Required work
From the material that follows, count the lines with the word "model" in them. Reply with the number only.

Input
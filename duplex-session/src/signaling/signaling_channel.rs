use crate::error::StoreError;
use crate::signaling::Subscription;
use async_trait::async_trait;
use duplex_core::{CandidateRecord, PeerId, RoomDocument, RoomId, RoomPatch};

/// Outcome of a read-modify-write on a room document.
#[derive(Debug, Clone, PartialEq)]
pub enum AtomicWrite {
    /// Leave the document as it is.
    Keep,
    Merge(RoomPatch),
    Delete,
}

/// Computes the write from the snapshot read inside the transaction.
pub type AtomicUpdate = Box<dyn FnOnce(Option<&RoomDocument>) -> AtomicWrite + Send>;

/// Shared transactional document store used to bootstrap a peer connection.
///
/// Layout: `rooms/{roomId}` holds the [`RoomDocument`], and
/// `rooms/{roomId}/candidates/{autoId}` holds [`CandidateRecord`]s.
#[async_trait]
pub trait SignalingChannel: Send + Sync {
    /// Authoritative read, never served from a local replica.
    async fn get(&self, room_id: &RoomId) -> Result<Option<RoomDocument>, StoreError>;

    /// Non-destructive partial write; creates the document if it is missing.
    async fn set_merge(&self, room_id: &RoomId, patch: RoomPatch) -> Result<(), StoreError>;

    /// Transactional read-modify-write. Returns the document as left by the write.
    async fn run_atomic(
        &self,
        room_id: &RoomId,
        update: AtomicUpdate,
    ) -> Result<Option<RoomDocument>, StoreError>;

    async fn add_candidate(&self, room_id: &RoomId, record: CandidateRecord)
    -> Result<(), StoreError>;

    /// Current snapshot first, then every subsequent change (`None` once deleted).
    async fn subscribe(
        &self,
        room_id: &RoomId,
    ) -> Result<Subscription<Option<RoomDocument>>, StoreError>;

    /// Existing candidates first, then every new one; records authored by
    /// `exclude` are never delivered.
    async fn subscribe_candidates(
        &self,
        room_id: &RoomId,
        exclude: &PeerId,
    ) -> Result<Subscription<CandidateRecord>, StoreError>;

    /// Best-effort bulk delete. Failures are logged, not returned.
    async fn delete_candidates(&self, room_id: &RoomId);
}

pub fn room_path(room_id: &RoomId) -> String {
    format!("rooms/{}", room_id)
}

pub fn candidates_path(room_id: &RoomId) -> String {
    format!("rooms/{}/candidates", room_id)
}
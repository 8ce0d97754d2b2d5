use async_trait::async_trait;
use std::sync::{Arc, Mutex};
use tokio::sync::{broadcast, mpsc};

use duplex_core::{PeerProfile, RoomDocument, RoomId};
use duplex_session::{
    ChatSession, InMemoryPersistence, InMemorySignalingStore, LoopbackNetwork,
    LoopbackTransportFactory, MessagePersistence, PeerTransport, SessionBackends, SessionConfig,
    SessionEvent, SignalingChannel, TransportConfig, TransportError, TransportEvent,
    TransportFactory,
};

/// Shared backends two peers rendezvous through: one document store, one
/// loopback network and one history store.
#[derive(Clone)]
pub struct TestWorld {
    pub store: Arc<InMemorySignalingStore>,
    pub network: Arc<LoopbackNetwork>,
    pub persistence: Arc<InMemoryPersistence>,
}

impl TestWorld {
    pub fn new() -> Self {
        Self {
            store: Arc::new(InMemorySignalingStore::new()),
            network: LoopbackNetwork::new(),
            persistence: Arc::new(InMemoryPersistence::new()),
        }
    }

    pub fn backends(&self) -> SessionBackends {
        let persistence: Arc<dyn MessagePersistence> = self.persistence.clone();
        SessionBackends {
            signaling: self.store.clone(),
            transports: Arc::new(LoopbackTransportFactory::new(self.network.clone())),
            persistence,
        }
    }

    /// Opens a session for `local` chatting with `remote`.
    pub fn open(&self, local: &PeerProfile, remote: &PeerProfile) -> TestPeer {
        self.open_with(local, remote, self.backends())
    }

    pub fn open_with(
        &self,
        local: &PeerProfile,
        remote: &PeerProfile,
        backends: SessionBackends,
    ) -> TestPeer {
        let (session, events) =
            ChatSession::open(SessionConfig::default(), local.clone(), remote.clone(), backends);
        TestPeer { session, events }
    }

    pub async fn room(&self, room_id: &RoomId) -> Option<RoomDocument> {
        self.store.get(room_id).await.expect("store read failed")
    }
}

/// Loopback factory that keeps the event sender of every transport it
/// creates, so a test can inject transport callbacks.
pub struct TappedTransportFactory {
    inner: LoopbackTransportFactory,
    taps: Mutex<Vec<mpsc::Sender<TransportEvent>>>,
}

impl TappedTransportFactory {
    pub fn new(network: Arc<LoopbackNetwork>) -> Arc<Self> {
        Arc::new(Self {
            inner: LoopbackTransportFactory::new(network),
            taps: Mutex::new(Vec::new()),
        })
    }

    /// Event sender of the most recently created transport.
    pub fn latest(&self) -> Option<mpsc::Sender<TransportEvent>> {
        self.taps.lock().unwrap().last().cloned()
    }
}

#[async_trait]
impl TransportFactory for TappedTransportFactory {
    async fn create(
        &self,
        config: &TransportConfig,
        open_data_channel: bool,
        events: mpsc::Sender<TransportEvent>,
    ) -> Result<Arc<dyn PeerTransport>, TransportError> {
        self.taps.lock().unwrap().push(events.clone());
        self.inner.create(config, open_data_channel, events).await
    }
}

pub struct TestPeer {
    pub session: ChatSession,
    pub events: broadcast::Receiver<SessionEvent>,
}

pub fn alice() -> PeerProfile {
    PeerProfile::new("alice", "Alice")
}

pub fn bob() -> PeerProfile {
    PeerProfile::new("bob", "Bob")
}
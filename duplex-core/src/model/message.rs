use crate::model::peer::PeerId;
use chrono::{DateTime, Utc};
use serde::{Deserialize, Serialize};
use uuid::Uuid;

#[derive(Debug, Clone, Copy, Default, Serialize, Deserialize, PartialEq, Eq)]
#[serde(rename_all = "SCREAMING_SNAKE_CASE")]
pub enum MessageKind {
    #[default]
    Text,
    Image,
    File,
    System,
}

/// An entry of the in-memory chat log. Sent and received messages share this
/// shape; whether it is ours is decided once, when it is constructed.
#[derive(Debug, Clone, Serialize, PartialEq)]
#[serde(rename_all = "camelCase")]
pub struct ChatMessage {
    pub id: String,
    pub sender_id: PeerId,
    pub sender_name: String,
    pub body: String,
    pub kind: MessageKind,
    pub timestamp: DateTime<Utc>,
    is_from_me: bool,
}

impl ChatMessage {
    pub fn new(
        local_id: &PeerId,
        sender_id: PeerId,
        sender_name: impl Into<String>,
        body: impl Into<String>,
    ) -> Self {
        Self::with_details(
            local_id,
            Uuid::new_v4().to_string(),
            sender_id,
            sender_name.into(),
            body.into(),
            MessageKind::Text,
            Utc::now(),
        )
    }

    pub fn with_details(
        local_id: &PeerId,
        id: String,
        sender_id: PeerId,
        sender_name: String,
        body: String,
        kind: MessageKind,
        timestamp: DateTime<Utc>,
    ) -> Self {
        let is_from_me = &sender_id == local_id;
        Self {
            id,
            sender_id,
            sender_name,
            body,
            kind,
            timestamp,
            is_from_me,
        }
    }

    /// Rebuilds a message that arrived over the data channel from `sender_id`.
    pub fn from_wire(local_id: &PeerId, sender_id: PeerId, wire: WireMessage) -> Self {
        Self::with_details(
            local_id,
            wire.id,
            sender_id,
            wire.sender_name,
            wire.body,
            wire.kind,
            wire.sent_at,
        )
    }

    pub fn with_kind(mut self, kind: MessageKind) -> Self {
        self.kind = kind;
        self
    }

    pub fn is_from_me(&self) -> bool {
        self.is_from_me
    }

    pub fn to_wire(&self) -> WireMessage {
        WireMessage {
            id: self.id.clone(),
            sender_name: self.sender_name.clone(),
            body: self.body.clone(),
            kind: self.kind,
            sent_at: self.timestamp,
        }
    }
}

/// Data-channel payload. The sender is implied by the channel.
#[derive(Debug, Clone, Serialize, Deserialize, PartialEq)]
#[serde(rename_all = "camelCase")]
pub struct WireMessage {
    pub id: String,
    pub sender_name: String,
    pub body: String,
    #[serde(default)]
    pub kind: MessageKind,
    pub sent_at: DateTime<Utc>,
}

impl WireMessage {
    pub fn encode(&self) -> Result<Vec<u8>, serde_json::Error> {
        serde_json::to_vec(self)
    }

    /// Payloads that are not a JSON envelope are taken as a plain text body.
    pub fn decode(data: &[u8], fallback_sender_name: &str) -> Self {
        serde_json::from_slice(data).unwrap_or_else(|_| Self {
            id: Uuid::new_v4().to_string(),
            sender_name: fallback_sender_name.to_owned(),
            body: String::from_utf8_lossy(data).into_owned(),
            kind: MessageKind::Text,
            sent_at: Utc::now(),
        })
    }
}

Answer to the exercise
2